Pada akhirnya, tidak ada satupun terdakwa yang diajukan jaksa penuntut umum bersalah atas kejahatan melawan kemanusiaan dalam peristiwa Tanjung Priok. Sementara pemerintah mengabaikan pemulihan moral dan material terhadap hak-hak korban yang dirugikan akibat peristiwa Tanjung Priok 1984. Walau ada putusan hakim tingkat pertama yang memberikan kompensasi, putusan itu dikalahkan oleh majelis hakim yang lebih tinggi. Di tengah absennya perlindungan saksi dan korban, kuatnya intervensi pelaku terhadap saksi melalui proses perdamaian, pemberian uang dan barang menjadi faktor yang paling mempengaruhi pembebasan pelaku, sehingga kebenaran dan keadilan gagal dihadirkan.

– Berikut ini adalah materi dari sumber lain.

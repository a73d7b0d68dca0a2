//! Collection floor-price maintenance.
//!
//! Two timers per chain: a daily retention sweep over the floor-price time
//! series and a periodic recompute of every collection's floor from active
//! listings still backed by the seller's ownership. LogMake(List) handling
//! additionally refreshes the affected collection immediately so UIs stay
//! fresh between sweeps.

use std::time::Duration;

use chrono::Utc;
use rust_decimal::Decimal;

use super::OrderBookIndexer;
use crate::domain::orders::OrderKind;
use crate::infrastructure::persistence::entities::indexed_status::COLLECTION_FLOOR_INDEX;
use crate::infrastructure::persistence::repositories::floor_price_repository::FloorPricePoint;

/// Retention window of the floor-price time series.
pub const FLOOR_RETENTION_WINDOW_SECS: i64 = 30 * 24 * 60 * 60;

/// Recompute cadence.
pub const FLOOR_RECOMPUTE_INTERVAL: Duration = Duration::from_secs(300);

const RETENTION_INTERVAL: Duration = Duration::from_secs(24 * 60 * 60);

impl OrderBookIndexer {
    pub(super) async fn floor_maintenance_loop(&self) {
        // The cursor row doubles as the feature switch: no row, no sweeps.
        match self
            .repos
            .indexed_status
            .read(self.chain_id, COLLECTION_FLOOR_INDEX)
            .await
        {
            Ok(Some(_)) => {}
            Ok(None) => {
                tracing::error!(
                    chain = %self.chain,
                    "no indexed_status row for floor maintenance"
                );
                return;
            }
            Err(e) => {
                tracing::error!(chain = %self.chain, error = %e, "failed to read floor status");
                return;
            }
        }

        let mut retention = tokio::time::interval(RETENTION_INTERVAL);
        let mut recompute = tokio::time::interval(FLOOR_RECOMPUTE_INTERVAL);
        // Skip the immediate first tick of both timers.
        retention.tick().await;
        recompute.tick().await;

        let mut shutdown = self.shutdown.clone();
        loop {
            tokio::select! {
                _ = shutdown.changed() => {
                    tracing::info!(chain = %self.chain, "floor maintenance loop stopped");
                    return;
                }
                _ = retention.tick() => {
                    if let Err(e) = self.sweep_expired_floor_prices().await {
                        tracing::error!(chain = %self.chain, error = %e, "floor retention sweep failed");
                    }
                }
                _ = recompute.tick() => {
                    if let Err(e) = self.recompute_floor_prices().await {
                        tracing::error!(chain = %self.chain, error = %e, "floor recompute failed");
                    }
                }
            }
        }
    }

    async fn sweep_expired_floor_prices(&self) -> Result<(), crate::infrastructure::persistence::DbError> {
        let cutoff = Utc::now().timestamp() - FLOOR_RETENTION_WINDOW_SECS;
        let removed = self
            .repos
            .floor_price
            .delete_older_than(self.chain_id, cutoff)
            .await?;
        tracing::info!(chain = %self.chain, removed, "swept expired floor price rows");
        Ok(())
    }

    /// Owner-backed floor per collection: min price over Active, unexpired
    /// listings whose maker still owns the item.
    async fn recompute_floor_prices(&self) -> Result<(), crate::infrastructure::persistence::DbError> {
        let now = Utc::now().timestamp();
        let floors = self
            .repos
            .order
            .collections_floor(self.chain_id, OrderKind::Listing.as_i32(), now)
            .await?;
        if floors.is_empty() {
            return Ok(());
        }

        for row in &floors {
            self.repos
                .collection
                .update_floor_price(self.chain_id, &row.collection_address, Some(row.price))
                .await?;
        }

        // The time series only tracks imported collections.
        let points: Vec<FloorPricePoint> = floors
            .iter()
            .filter(|row| self.collection_filter.contains(&row.collection_address))
            .map(|row| FloorPricePoint {
                collection_address: row.collection_address.clone(),
                price: row.price,
                event_time: now,
            })
            .collect();
        self.repos.floor_price.upsert_batch(self.chain_id, &points).await?;

        tracing::info!(chain = %self.chain, collections = floors.len(), "recomputed floor prices");
        Ok(())
    }

    /// Immediate refresh on a new listing: make sure the collection and
    /// item rows exist, then pull the collection floor from item list
    /// prices. Failures are logged, never propagated — floor freshness is
    /// not worth failing a Make over.
    pub(super) async fn maintain_collection_and_item(
        &self,
        collection_address: &str,
        token_id: &str,
        price: Decimal,
    ) {
        let now = Utc::now().timestamp();

        if let Err(e) = self
            .repos
            .collection
            .ensure_exists(self.chain_id, collection_address, now)
            .await
        {
            tracing::error!(collection = collection_address, error = %e, "failed to ensure collection");
            return;
        }

        if let Err(e) = self
            .repos
            .item
            .update_listing_info(self.chain_id, collection_address, token_id, price, now)
            .await
        {
            tracing::error!(
                collection = collection_address,
                token_id,
                error = %e,
                "failed to update item listing info"
            );
            return;
        }

        match self
            .repos
            .item
            .min_list_price(self.chain_id, collection_address)
            .await
        {
            Ok(min_price) => {
                if let Err(e) = self
                    .repos
                    .collection
                    .update_floor_price(self.chain_id, collection_address, min_price)
                    .await
                {
                    tracing::error!(collection = collection_address, error = %e, "failed to update floor price");
                }
            }
            Err(e) => {
                tracing::error!(collection = collection_address, error = %e, "failed to query min list price");
            }
        }
    }
}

Meski semula memberi harapan, persidangan kasus Tanjung Priok pada akhirnya menuai kekecewaan para korban. Peradilan kita telah gagal membangun koreksi yang benar atas kesalahan rejim masa lalu melalui sistim peradilan, sekaligus juga gagal memperbaiki sistim peradilan itu sendiri. Bebasnya seluruh terdakwa yang diadili, membangun kembali sistim kekebalan lama yang dinikmati aparat militer. Sementara rakyat sipil yang menjadi korban kembali dikorbankan. Pengadilan kembali berfungsi seperti masa lalu, menemukan kembali pembenaran atas praktik anti kemanusiaan yang hidup dalam sistim bernegara ala Orde Baru. Sebuah sistem pengamanan kebijakan pemerintah yang berkuasa melalui represi, termasuk melalui monopoli atas ideologi negara yang dipaksakan kepada rakyatnya.

Jakarta, 12 September 2006

 

Ikatan Keluarga Tanjung Priok (IKAPRI), KONTRAS, IKOHI, FKKM, Paguyuban Mei 1998, PTDI, PRP, KOMPAK.